Task instructions: Return each line of the records holding the string "rows".

*** Block opens ***

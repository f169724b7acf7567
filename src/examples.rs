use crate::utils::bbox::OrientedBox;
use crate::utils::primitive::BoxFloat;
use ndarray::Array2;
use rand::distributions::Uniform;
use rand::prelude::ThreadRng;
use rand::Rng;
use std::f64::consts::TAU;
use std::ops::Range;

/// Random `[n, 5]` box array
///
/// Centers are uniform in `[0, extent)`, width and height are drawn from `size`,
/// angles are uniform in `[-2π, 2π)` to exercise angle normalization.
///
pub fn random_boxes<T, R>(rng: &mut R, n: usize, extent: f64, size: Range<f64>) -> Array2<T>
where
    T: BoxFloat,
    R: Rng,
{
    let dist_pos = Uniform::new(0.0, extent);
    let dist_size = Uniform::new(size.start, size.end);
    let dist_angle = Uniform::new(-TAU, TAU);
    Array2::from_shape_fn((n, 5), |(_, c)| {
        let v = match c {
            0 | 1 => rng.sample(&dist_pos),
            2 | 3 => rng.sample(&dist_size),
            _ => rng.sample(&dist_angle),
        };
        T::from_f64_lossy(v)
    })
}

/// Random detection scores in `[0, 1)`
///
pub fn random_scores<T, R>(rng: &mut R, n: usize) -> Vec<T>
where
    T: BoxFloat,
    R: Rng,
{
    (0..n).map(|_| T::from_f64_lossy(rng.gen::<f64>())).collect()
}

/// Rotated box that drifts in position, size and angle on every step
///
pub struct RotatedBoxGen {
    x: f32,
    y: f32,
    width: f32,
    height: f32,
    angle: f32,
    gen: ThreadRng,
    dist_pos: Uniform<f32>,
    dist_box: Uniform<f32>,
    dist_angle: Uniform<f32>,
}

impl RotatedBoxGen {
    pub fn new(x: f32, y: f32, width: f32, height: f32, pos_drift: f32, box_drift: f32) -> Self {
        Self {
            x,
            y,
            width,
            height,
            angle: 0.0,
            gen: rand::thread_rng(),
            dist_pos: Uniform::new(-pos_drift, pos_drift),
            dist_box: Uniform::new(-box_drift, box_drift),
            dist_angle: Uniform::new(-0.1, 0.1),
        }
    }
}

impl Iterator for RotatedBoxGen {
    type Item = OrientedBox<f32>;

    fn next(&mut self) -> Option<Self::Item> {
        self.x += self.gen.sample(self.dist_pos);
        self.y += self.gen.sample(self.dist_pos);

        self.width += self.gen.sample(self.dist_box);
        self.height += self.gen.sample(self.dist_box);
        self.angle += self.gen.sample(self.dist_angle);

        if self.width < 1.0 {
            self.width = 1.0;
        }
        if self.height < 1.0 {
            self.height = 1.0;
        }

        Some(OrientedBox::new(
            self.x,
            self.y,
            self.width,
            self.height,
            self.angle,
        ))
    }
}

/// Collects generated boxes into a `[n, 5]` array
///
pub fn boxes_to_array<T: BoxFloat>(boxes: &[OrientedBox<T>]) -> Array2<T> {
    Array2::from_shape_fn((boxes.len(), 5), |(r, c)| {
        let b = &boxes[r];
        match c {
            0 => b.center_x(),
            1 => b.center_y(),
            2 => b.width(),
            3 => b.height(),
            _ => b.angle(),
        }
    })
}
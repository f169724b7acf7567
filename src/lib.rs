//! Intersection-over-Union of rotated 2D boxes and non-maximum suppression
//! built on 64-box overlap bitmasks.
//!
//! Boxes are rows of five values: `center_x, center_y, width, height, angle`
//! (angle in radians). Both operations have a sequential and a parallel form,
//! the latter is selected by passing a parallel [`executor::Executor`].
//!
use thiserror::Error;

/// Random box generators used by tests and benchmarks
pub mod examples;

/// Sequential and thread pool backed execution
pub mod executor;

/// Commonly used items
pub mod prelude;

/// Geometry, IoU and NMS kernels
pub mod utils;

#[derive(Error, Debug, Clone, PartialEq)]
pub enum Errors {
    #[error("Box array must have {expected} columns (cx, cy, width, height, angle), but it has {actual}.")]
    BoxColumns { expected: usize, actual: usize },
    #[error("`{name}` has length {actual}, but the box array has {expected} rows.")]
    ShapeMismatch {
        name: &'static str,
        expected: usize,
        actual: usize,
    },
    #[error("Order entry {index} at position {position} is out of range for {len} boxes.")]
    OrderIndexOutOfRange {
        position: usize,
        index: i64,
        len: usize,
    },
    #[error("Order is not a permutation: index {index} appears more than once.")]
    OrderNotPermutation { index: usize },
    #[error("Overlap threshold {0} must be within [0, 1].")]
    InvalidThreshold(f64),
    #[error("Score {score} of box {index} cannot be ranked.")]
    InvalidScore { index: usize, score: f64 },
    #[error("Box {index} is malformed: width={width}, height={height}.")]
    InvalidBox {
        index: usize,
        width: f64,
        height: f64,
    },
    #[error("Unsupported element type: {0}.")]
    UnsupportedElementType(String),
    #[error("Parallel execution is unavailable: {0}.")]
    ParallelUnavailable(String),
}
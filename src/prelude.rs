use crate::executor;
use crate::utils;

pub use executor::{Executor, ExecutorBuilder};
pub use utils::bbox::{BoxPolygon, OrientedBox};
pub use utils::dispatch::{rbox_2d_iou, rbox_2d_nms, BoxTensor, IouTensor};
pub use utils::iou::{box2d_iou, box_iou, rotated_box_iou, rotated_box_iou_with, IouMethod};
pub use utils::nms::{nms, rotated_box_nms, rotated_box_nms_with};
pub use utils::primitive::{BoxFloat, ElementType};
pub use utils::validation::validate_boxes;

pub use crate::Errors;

*** Block closes ***

Solution to this problem:
//! Boxes are rows of five values: `center_x, center_y, width, height, angle`
    #[error("`{name}` has length {actual}, but the box array has {expected} rows.")]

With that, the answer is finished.